__Supplied material__.
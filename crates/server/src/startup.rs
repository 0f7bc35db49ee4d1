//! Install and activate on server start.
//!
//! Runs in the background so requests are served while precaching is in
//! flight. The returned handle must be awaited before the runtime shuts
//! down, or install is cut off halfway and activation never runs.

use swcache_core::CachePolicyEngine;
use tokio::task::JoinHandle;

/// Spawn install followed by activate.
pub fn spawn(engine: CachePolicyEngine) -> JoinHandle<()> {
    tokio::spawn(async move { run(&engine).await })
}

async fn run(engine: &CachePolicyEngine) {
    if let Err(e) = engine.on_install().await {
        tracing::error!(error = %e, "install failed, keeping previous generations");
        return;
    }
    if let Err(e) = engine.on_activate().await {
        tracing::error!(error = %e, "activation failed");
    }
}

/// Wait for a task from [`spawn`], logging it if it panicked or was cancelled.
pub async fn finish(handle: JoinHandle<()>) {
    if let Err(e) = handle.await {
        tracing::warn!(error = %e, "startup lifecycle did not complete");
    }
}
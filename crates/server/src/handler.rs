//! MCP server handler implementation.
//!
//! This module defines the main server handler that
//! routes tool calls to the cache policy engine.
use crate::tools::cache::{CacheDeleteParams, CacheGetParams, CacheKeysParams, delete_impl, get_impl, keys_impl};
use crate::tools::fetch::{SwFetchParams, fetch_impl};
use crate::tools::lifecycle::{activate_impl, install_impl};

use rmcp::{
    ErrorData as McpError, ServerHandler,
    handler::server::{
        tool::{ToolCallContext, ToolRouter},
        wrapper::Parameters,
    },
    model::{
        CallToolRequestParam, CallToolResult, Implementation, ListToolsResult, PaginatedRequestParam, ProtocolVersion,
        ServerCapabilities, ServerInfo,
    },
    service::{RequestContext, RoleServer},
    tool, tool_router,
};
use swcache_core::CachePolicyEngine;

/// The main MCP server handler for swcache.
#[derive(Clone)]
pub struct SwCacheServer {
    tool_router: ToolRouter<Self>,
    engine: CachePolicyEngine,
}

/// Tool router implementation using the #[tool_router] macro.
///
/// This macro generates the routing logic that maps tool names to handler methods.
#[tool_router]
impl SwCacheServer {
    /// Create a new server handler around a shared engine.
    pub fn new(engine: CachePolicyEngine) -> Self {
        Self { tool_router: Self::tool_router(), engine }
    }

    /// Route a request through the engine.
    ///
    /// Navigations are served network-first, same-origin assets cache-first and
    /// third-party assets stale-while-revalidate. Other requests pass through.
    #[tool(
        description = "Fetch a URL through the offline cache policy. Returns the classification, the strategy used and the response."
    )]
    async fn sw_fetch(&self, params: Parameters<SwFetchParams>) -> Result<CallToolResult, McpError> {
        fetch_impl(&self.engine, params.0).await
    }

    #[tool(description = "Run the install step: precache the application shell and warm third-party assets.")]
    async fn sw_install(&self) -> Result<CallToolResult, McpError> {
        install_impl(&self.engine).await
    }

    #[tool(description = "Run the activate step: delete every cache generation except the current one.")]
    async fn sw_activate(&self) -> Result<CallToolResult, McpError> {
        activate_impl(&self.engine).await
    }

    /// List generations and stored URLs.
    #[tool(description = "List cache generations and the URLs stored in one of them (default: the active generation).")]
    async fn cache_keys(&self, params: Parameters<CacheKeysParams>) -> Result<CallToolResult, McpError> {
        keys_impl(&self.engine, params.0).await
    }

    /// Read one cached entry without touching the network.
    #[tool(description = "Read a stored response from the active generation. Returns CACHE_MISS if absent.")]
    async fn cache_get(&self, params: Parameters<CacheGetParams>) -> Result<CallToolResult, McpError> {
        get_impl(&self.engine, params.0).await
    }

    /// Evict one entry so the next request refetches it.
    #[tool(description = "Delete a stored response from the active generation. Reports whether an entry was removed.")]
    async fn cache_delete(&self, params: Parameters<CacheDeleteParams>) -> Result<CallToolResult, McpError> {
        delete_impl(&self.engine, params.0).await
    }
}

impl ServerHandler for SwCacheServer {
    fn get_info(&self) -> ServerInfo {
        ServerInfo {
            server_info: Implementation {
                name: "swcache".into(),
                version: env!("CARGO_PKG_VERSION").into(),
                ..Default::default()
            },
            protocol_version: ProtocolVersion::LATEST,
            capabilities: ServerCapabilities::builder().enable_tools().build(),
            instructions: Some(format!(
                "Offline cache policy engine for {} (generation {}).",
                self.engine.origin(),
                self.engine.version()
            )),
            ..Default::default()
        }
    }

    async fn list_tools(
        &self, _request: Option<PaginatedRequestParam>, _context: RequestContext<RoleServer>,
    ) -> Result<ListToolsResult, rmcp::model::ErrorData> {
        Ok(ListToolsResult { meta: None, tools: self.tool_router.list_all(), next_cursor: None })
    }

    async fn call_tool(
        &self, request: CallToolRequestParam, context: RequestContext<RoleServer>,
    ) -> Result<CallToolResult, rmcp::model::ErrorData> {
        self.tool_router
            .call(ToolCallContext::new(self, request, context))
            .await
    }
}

__What needs to be done__. From the records above, extract exactly and only the lines that begin at the line with "lifecycle did not" and stop after the line with "cache policy engine.".

__Reply to the task__.
        tracing::warn!(error = %e, "startup lifecycle did not complete");
    }
}
filename crates/server/src/handler.rs
//! MCP server handler implementation.
//!
//! This module defines the main server handler that
//! routes tool calls to the cache policy engine.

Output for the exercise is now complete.